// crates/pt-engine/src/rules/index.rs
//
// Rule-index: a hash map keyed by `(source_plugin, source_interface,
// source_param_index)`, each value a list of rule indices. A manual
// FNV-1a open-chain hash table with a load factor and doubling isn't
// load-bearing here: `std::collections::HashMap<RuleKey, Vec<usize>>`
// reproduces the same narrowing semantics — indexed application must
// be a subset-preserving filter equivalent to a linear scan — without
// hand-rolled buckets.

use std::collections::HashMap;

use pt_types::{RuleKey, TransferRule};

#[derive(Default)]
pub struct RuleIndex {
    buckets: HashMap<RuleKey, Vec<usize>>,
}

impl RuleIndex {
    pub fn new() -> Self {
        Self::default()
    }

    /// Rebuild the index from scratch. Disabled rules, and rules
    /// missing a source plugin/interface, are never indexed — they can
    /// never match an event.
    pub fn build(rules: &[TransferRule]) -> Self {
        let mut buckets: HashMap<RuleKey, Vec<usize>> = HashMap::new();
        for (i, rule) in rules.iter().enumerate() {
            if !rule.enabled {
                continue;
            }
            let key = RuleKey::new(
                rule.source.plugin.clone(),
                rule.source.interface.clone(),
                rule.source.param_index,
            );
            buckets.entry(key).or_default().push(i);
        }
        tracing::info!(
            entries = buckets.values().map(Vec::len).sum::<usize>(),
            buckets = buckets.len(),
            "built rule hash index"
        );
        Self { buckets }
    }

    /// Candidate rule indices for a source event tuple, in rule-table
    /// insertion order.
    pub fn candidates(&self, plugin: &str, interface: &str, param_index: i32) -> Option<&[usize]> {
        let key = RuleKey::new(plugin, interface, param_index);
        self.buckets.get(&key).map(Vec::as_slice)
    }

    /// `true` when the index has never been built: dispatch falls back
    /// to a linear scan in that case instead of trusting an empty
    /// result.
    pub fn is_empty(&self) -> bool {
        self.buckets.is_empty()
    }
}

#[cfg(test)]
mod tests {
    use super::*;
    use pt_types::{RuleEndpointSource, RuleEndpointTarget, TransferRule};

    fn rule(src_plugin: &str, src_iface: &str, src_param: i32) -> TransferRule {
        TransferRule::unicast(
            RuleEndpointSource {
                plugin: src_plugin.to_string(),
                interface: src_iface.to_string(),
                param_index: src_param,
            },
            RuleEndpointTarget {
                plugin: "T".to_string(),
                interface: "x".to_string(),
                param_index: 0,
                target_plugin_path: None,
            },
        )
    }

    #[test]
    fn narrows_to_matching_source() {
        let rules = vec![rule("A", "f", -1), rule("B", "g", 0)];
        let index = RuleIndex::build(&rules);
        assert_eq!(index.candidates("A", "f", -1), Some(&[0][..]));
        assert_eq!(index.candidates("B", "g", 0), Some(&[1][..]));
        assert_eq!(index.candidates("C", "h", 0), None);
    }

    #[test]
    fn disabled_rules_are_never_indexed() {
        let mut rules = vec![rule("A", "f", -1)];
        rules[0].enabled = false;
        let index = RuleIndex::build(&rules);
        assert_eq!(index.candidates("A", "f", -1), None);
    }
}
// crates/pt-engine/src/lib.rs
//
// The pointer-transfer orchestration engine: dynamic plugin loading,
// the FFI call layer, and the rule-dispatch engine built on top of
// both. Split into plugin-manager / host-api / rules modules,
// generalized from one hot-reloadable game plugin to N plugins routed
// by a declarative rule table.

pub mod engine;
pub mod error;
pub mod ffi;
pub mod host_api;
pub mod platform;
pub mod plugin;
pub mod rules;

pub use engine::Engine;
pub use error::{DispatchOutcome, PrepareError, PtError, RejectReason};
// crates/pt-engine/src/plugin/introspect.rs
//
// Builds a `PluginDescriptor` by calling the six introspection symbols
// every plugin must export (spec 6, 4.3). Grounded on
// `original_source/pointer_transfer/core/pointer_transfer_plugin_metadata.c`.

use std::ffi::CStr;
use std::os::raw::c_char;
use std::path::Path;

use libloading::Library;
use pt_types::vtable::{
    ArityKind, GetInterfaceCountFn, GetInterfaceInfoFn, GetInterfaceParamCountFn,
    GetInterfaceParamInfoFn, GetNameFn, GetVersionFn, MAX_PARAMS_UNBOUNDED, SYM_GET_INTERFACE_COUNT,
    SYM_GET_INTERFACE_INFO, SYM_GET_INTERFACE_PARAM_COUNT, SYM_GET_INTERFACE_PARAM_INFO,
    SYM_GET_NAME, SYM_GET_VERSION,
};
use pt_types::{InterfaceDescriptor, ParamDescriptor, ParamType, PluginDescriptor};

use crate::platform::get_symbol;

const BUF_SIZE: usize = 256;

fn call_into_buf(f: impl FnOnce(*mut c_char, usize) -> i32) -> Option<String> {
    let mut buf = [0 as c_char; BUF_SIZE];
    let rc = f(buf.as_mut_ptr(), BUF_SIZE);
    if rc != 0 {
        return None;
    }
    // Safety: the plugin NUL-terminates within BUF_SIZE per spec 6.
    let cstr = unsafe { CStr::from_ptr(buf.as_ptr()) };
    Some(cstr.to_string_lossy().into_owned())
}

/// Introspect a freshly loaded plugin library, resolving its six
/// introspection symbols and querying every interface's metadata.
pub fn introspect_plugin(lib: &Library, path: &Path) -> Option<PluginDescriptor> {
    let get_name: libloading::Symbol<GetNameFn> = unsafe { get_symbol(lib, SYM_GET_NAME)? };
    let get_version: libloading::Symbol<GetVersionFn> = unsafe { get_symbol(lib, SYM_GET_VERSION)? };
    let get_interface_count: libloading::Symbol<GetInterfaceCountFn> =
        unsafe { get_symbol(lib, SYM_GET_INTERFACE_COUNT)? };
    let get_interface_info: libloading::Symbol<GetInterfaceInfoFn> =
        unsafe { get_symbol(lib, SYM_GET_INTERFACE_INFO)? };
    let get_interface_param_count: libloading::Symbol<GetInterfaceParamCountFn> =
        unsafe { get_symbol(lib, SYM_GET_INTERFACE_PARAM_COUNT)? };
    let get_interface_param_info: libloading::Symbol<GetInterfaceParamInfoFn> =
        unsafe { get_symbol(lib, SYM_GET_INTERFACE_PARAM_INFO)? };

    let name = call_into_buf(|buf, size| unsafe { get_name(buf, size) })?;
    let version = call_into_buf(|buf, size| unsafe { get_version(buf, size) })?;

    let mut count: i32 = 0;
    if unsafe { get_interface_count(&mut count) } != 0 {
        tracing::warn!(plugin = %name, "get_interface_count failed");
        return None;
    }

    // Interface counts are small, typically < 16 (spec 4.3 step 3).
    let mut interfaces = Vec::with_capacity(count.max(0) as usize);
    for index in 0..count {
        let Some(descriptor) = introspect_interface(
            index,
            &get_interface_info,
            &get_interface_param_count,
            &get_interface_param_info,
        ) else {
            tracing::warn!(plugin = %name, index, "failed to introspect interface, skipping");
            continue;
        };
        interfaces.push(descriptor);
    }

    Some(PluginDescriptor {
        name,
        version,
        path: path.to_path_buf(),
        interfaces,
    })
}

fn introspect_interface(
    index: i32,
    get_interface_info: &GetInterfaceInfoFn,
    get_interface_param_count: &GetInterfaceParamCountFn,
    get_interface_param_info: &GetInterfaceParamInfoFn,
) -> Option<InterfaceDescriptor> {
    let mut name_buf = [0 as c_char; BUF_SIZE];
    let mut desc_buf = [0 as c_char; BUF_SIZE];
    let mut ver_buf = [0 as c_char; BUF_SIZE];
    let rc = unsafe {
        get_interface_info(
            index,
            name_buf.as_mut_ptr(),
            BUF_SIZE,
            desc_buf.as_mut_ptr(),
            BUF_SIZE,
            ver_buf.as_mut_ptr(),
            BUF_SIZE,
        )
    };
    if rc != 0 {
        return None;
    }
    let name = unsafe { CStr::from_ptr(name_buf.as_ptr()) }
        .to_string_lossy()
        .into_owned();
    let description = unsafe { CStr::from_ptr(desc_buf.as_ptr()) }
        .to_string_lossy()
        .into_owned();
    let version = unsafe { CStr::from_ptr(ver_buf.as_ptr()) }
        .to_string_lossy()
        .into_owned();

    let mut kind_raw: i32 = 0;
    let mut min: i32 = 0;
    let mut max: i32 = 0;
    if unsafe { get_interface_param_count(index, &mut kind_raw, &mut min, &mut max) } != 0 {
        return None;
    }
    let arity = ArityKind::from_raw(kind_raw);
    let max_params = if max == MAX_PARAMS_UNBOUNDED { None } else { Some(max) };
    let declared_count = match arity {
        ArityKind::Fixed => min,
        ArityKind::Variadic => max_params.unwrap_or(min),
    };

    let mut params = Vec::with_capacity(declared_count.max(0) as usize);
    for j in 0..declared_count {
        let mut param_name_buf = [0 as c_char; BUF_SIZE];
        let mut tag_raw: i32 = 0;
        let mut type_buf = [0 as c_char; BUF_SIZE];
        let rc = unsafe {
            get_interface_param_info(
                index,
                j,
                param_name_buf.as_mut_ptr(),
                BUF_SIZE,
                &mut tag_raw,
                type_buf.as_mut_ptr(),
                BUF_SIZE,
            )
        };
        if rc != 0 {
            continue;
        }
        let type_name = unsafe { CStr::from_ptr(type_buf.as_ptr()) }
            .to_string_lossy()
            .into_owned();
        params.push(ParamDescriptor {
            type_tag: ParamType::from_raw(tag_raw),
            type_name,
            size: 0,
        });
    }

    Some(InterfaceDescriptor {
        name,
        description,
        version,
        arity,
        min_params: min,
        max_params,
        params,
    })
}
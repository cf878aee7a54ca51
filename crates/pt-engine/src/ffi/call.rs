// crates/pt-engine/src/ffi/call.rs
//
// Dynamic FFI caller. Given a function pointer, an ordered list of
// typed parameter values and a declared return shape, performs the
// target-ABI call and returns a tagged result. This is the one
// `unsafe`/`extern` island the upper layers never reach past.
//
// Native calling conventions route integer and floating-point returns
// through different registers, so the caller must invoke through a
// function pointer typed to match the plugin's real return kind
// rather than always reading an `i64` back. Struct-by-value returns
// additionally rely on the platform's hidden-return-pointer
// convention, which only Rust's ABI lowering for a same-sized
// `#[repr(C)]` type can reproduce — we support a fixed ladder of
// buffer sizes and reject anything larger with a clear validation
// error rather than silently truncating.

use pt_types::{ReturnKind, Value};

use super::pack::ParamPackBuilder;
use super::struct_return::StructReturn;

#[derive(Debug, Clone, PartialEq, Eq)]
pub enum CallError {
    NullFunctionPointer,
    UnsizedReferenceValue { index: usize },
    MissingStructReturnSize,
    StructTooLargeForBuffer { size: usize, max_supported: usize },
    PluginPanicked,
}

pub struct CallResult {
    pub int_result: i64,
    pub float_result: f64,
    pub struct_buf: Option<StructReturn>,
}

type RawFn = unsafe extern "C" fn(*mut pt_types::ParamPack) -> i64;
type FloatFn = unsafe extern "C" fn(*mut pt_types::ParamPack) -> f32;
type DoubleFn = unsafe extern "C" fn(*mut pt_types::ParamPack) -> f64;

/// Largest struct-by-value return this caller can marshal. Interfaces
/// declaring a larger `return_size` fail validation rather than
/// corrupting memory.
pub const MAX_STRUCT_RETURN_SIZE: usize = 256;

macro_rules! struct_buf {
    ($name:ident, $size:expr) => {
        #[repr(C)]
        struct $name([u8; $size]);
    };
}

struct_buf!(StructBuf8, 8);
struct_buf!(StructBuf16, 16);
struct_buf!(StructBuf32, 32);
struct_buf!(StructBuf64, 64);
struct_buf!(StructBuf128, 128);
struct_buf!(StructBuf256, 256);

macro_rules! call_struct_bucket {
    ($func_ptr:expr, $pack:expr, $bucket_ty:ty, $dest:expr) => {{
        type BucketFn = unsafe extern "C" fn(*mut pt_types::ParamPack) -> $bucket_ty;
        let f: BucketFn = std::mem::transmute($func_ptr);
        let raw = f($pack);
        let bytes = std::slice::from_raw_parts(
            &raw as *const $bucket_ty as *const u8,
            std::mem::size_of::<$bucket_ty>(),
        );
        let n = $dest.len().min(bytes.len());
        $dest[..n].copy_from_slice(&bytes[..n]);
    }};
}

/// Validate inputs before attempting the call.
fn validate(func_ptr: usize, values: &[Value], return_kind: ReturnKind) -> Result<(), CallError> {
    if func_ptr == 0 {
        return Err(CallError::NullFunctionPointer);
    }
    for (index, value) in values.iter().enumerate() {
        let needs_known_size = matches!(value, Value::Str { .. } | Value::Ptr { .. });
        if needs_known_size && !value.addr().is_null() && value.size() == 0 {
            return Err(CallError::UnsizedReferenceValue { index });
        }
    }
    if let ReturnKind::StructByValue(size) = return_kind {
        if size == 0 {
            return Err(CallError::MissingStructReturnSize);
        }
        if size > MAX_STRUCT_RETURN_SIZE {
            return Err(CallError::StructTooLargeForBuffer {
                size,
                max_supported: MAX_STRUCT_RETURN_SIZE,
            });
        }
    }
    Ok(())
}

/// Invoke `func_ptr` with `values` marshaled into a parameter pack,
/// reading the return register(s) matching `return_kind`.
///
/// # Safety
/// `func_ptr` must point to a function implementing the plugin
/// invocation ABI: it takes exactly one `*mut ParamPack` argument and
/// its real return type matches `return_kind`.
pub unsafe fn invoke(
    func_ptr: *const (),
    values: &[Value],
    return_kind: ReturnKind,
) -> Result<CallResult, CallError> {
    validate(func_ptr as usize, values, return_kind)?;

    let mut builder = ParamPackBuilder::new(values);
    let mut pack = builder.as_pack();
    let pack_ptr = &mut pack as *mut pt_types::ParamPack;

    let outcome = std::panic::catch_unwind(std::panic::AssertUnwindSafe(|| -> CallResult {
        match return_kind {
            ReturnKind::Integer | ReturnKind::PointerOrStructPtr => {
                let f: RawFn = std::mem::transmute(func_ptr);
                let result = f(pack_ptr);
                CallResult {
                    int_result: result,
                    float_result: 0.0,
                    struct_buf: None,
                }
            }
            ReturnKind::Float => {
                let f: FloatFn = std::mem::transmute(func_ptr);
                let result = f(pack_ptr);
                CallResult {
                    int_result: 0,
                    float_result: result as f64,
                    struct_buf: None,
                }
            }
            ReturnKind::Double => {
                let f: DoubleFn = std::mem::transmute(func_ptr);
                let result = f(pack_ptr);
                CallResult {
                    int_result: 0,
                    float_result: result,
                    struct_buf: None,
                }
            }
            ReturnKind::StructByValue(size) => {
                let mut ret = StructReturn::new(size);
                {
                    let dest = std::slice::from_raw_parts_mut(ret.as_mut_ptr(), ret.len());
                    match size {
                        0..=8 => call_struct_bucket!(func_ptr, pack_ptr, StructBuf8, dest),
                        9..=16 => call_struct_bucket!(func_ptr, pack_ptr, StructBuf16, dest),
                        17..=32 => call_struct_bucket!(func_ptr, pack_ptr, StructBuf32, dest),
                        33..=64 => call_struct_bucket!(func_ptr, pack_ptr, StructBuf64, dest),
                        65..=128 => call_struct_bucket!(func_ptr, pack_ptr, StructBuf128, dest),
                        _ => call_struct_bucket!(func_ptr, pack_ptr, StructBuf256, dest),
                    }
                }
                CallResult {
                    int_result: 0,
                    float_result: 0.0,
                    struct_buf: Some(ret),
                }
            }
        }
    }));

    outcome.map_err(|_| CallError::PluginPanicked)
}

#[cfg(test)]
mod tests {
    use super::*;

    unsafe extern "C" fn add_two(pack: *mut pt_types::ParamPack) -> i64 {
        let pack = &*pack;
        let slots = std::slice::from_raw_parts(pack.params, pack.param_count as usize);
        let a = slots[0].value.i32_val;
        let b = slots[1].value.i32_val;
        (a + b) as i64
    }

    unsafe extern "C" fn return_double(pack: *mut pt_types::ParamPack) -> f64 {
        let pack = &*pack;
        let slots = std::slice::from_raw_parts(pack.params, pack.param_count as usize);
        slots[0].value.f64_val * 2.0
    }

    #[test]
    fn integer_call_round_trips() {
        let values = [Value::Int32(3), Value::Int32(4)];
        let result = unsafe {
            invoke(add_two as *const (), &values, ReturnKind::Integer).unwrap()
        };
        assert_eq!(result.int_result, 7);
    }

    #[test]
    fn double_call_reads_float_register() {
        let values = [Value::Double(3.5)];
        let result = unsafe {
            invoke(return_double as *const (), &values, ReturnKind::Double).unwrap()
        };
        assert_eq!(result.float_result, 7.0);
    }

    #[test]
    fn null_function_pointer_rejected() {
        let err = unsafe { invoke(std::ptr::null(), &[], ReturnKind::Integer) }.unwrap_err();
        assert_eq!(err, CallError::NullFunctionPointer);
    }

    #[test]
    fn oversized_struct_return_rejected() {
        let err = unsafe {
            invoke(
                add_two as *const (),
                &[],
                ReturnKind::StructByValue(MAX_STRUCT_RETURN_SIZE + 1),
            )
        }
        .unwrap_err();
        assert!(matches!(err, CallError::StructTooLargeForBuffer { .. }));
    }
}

- - - -

» **What to produce**
Please copy the lines in the records above between the one holding "let declared_count = match" and the one holding "shape, performs the", inclusive, exactly and with no other line.

» **Expected answer**
    let declared_count = match arity {
        ArityKind::Fixed => min,
        ArityKind::Variadic => max_params.unwrap_or(min),
    };

    let mut params = Vec::with_capacity(declared_count.max(0) as usize);
    for j in 0..declared_count {
        let mut param_name_buf = [0 as c_char; BUF_SIZE];
        let mut tag_raw: i32 = 0;
        let mut type_buf = [0 as c_char; BUF_SIZE];
        let rc = unsafe {
            get_interface_param_info(
                index,
                j,
                param_name_buf.as_mut_ptr(),
                BUF_SIZE,
                &mut tag_raw,
                type_buf.as_mut_ptr(),
                BUF_SIZE,
            )
        };
        if rc != 0 {
            continue;
        }
        let type_name = unsafe { CStr::from_ptr(type_buf.as_ptr()) }
            .to_string_lossy()
            .into_owned();
        params.push(ParamDescriptor {
            type_tag: ParamType::from_raw(tag_raw),
            type_name,
            size: 0,
        });
    }

    Some(InterfaceDescriptor {
        name,
        description,
        version,
        arity,
        min_params: min,
        max_params,
        params,
    })
}
repository cf878aee7a54ca51
filename crates/pt-engine/src/ffi/call.rs
// crates/pt-engine/src/ffi/call.rs
//
// Dynamic FFI caller. Given a function pointer, an ordered list of
// typed parameter values and a declared return shape, performs the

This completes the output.